I was planning to make my life easier, so added some helper functions for the following:

  • Logging the activity to an On Screen Debugger.
  • Getting the column values as an array from a table selector.
  • Adding a class based on the value (bespoke code for this).

On Screen Debugger

This one formats the messages similar to our console's log, warn and error, we have normal message, a system message and a section completion message.

Also, if the type of the given variable isn't a primitive type, it uses special rendering for arrays and objects.

pre {border: 1px solid #ccc; padding: 3px; font-family: 'Monaco', 'Consolas', monospace;}  
pre span {color: #f90; text-shadow: 0 0 1px rgba(0,0,0,0.5);}  
function log (stuff) {  
  if (typeof stuff == "object" && !(stuff instanceof Array))
    document.querySelector("pre").innerHTML += "\n" + JSON.stringify(stuff, null, 2);
  else if (stuff instanceof Array)
    document.querySelector("pre").innerHTML += "\n[" + stuff.join(", ") + "]";
  else
    document.querySelector("pre").innerHTML += "\n" + stuff;
}

Fetch Column Values

This takes in two parameters. One of the most inefficient scripts I have ever written, which loops through the whole list of rows and finds the column and fetches the integral value and pushes into an array and finally returns the array.

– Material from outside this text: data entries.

//! Timecard engine for weekly phase-code reporting.
//!
//! This crate ingests per-job punch-clock CSV exports and produces two
//! weekly reports: a phase/cost-code timesheet with quarter-hour-rounded
//! standard and overtime hours per weekday, and a reconstructed daily
//! punch table (time-in, lunch-out, lunch-in, time-out) derived from the
//! raw, unordered clock timestamps.

#![warn(missing_docs)]

pub mod calculation;
pub mod config;
pub mod error;
pub mod models;
pub mod parser;
pub mod render;
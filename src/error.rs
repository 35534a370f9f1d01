//! Error types for the timecard engine.
//!
//! This module provides strongly-typed errors using the `thiserror` crate
//! for all error conditions that can occur while parsing punch-clock
//! exports and building reports.

use thiserror::Error;

/// The main error type for the timecard engine.
///
/// All fallible operations in the engine return this error type, making it
/// easy to handle errors consistently throughout the application.
///
/// # Example
///
/// ```
/// use timecard_engine::error::TimecardError;
///
/// let error = TimecardError::UnparsableAmount {
///     token: "31.13".to_string(),
/// };
/// assert_eq!(error.to_string(), "Unparsable money amount: '31.13'");
/// ```
#[derive(Debug, Error)]
pub enum TimecardError {
    /// A document violated the expected record shape for the current
    /// parser state. Unrecoverable for that document; the caller decides
    /// whether to skip the file or abort the run.
    #[error("Malformed document at record {record}: {message}")]
    MalformedDocument {
        /// One-based index of the offending record.
        record: usize,
        /// A description of the shape violation.
        message: String,
    },

    /// A day-start marker's date field failed strict pattern validation
    /// or could not be parsed as a calendar date.
    #[error("Unparsable date: '{token}'")]
    UnparsableDate {
        /// The token that failed to parse.
        token: String,
    },

    /// A clock time token did not match the expected "h:mm:ss AM/PM" shape.
    #[error("Unparsable clock time: '{token}'")]
    UnparsableTime {
        /// The token that failed to parse.
        token: String,
    },

    /// A duration token did not match the expected "HH:MM:SS" shape.
    #[error("Unparsable duration: '{token}'")]
    UnparsableDuration {
        /// The token that failed to parse.
        token: String,
    },

    /// A money token did not match the expected "$X.XX" shape.
    #[error("Unparsable money amount: '{token}'")]
    UnparsableAmount {
        /// The token that failed to parse.
        token: String,
    },

    /// Configuration file was not found at the specified path.
    #[error("Configuration file not found: {path}")]
    ConfigNotFound {
        /// The path that was not found.
        path: String,
    },

    /// Configuration file could not be parsed.
    #[error("Failed to parse configuration file '{path}': {message}")]
    ConfigParseError {
        /// The path to the file that failed to parse.
        path: String,
        /// A description of the parse error.
        message: String,
    },

    /// An underlying I/O operation failed.
    #[error("I/O error: {0}")]
    Io(#[from] std::io::Error),
}

/// A type alias for Results that return [`TimecardError`].
pub type TimecardResult<T> = Result<T, TimecardError>;

#[cfg(test)]
mod tests {
    use super::*;

    #[test]
    fn test_malformed_document_displays_record_and_message() {
        let error = TimecardError::MalformedDocument {
            record: 7,
            message: "day-end marker has 2 tokens, expected 3".to_string(),
        };
        assert_eq!(
            error.to_string(),
            "Malformed document at record 7: day-end marker has 2 tokens, expected 3"
        );
    }

    #[test]
    fn test_unparsable_date_displays_token() {
        let error = TimecardError::UnparsableDate {
            token: "Marzo 3, 2025".to_string(),
        };
        assert_eq!(error.to_string(), "Unparsable date: 'Marzo 3, 2025'");
    }

    #[test]
    fn test_unparsable_duration_displays_token() {
        let error = TimecardError::UnparsableDuration {
            token: "8h".to_string(),
        };
        assert_eq!(error.to_string(), "Unparsable duration: '8h'");
    }

    #[test]
    fn test_unparsable_time_displays_token() {
        let error = TimecardError::UnparsableTime {
            token: "25:00:00 AM".to_string(),
        };
        assert_eq!(error.to_string(), "Unparsable clock time: '25:00:00 AM'");
    }

    #[test]
    fn test_config_not_found_displays_path() {
        let error = TimecardError::ConfigNotFound {
            path: "/missing/timecard.yaml".to_string(),
        };
        assert_eq!(
            error.to_string(),
            "Configuration file not found: /missing/timecard.yaml"
        );
    }

    #[test]
    fn test_io_error_wraps_std_io() {
        let io = std::io::Error::new(std::io::ErrorKind::NotFound, "gone");
        let error: TimecardError = io.into();
        assert!(error.to_string().starts_with("I/O error:"));
    }

    #[test]
    fn test_errors_implement_std_error() {
        fn assert_error<T: std::error::Error>() {}
        assert_error::<TimecardError>();
    }

    #[test]
    fn test_error_propagation_with_question_mark() {
        fn returns_unparsable_amount() -> TimecardResult<()> {
            Err(TimecardError::UnparsableAmount {
                token: "abc".to_string(),
            })
        }

        fn propagates_error() -> TimecardResult<()> {
            returns_unparsable_amount()?;
            Ok(())
        }

        assert!(propagates_error().is_err());
    }
}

function getColumnValues (tableSelector, colN) {  
  colN = colN || 1;
  colN--;
  var myTable = document.querySelector(tableSelector);
  var values = [];
  for (var i = 1, n = myTable.rows.length; i < n; i++)
    // Assuming all the values are numbers. Don't use this function for 
    values.push(parseFloat(myTable.rows[i].cells[colN].innerHTML.trim()));
  return values;
}

This uses the HTML's Table API to get the values. The notable API functions that are used here are HTMLTableElement.rows[] and HTMLTableRowElement.cells.

Function to Add Class to the Rows

The following function just walks through the rows and gets the cells[n]th value.

function addClassToColumnCells (tableSelector, colN, valObj) {  
  colN = colN || 1;
  colN--;
  var myTable = document.querySelector(tableSelector);
  for (var i = 1, n = myTable.rows.length; i < n; i++) {
    curTD = myTable.rows[i].cells[colN];
    curVal = curTD.innerHTML.trim();
    if (typeof valObj[curVal] !== "undefined")
      curTD.classList.add(valObj[curVal]);
  }
}

Final Code

The final code can be played around here:

See the Pen EvVVbX by Praveen Kumar (@praveenscience) on CodePen.

My next challenge is implementing the same thing in DataTable.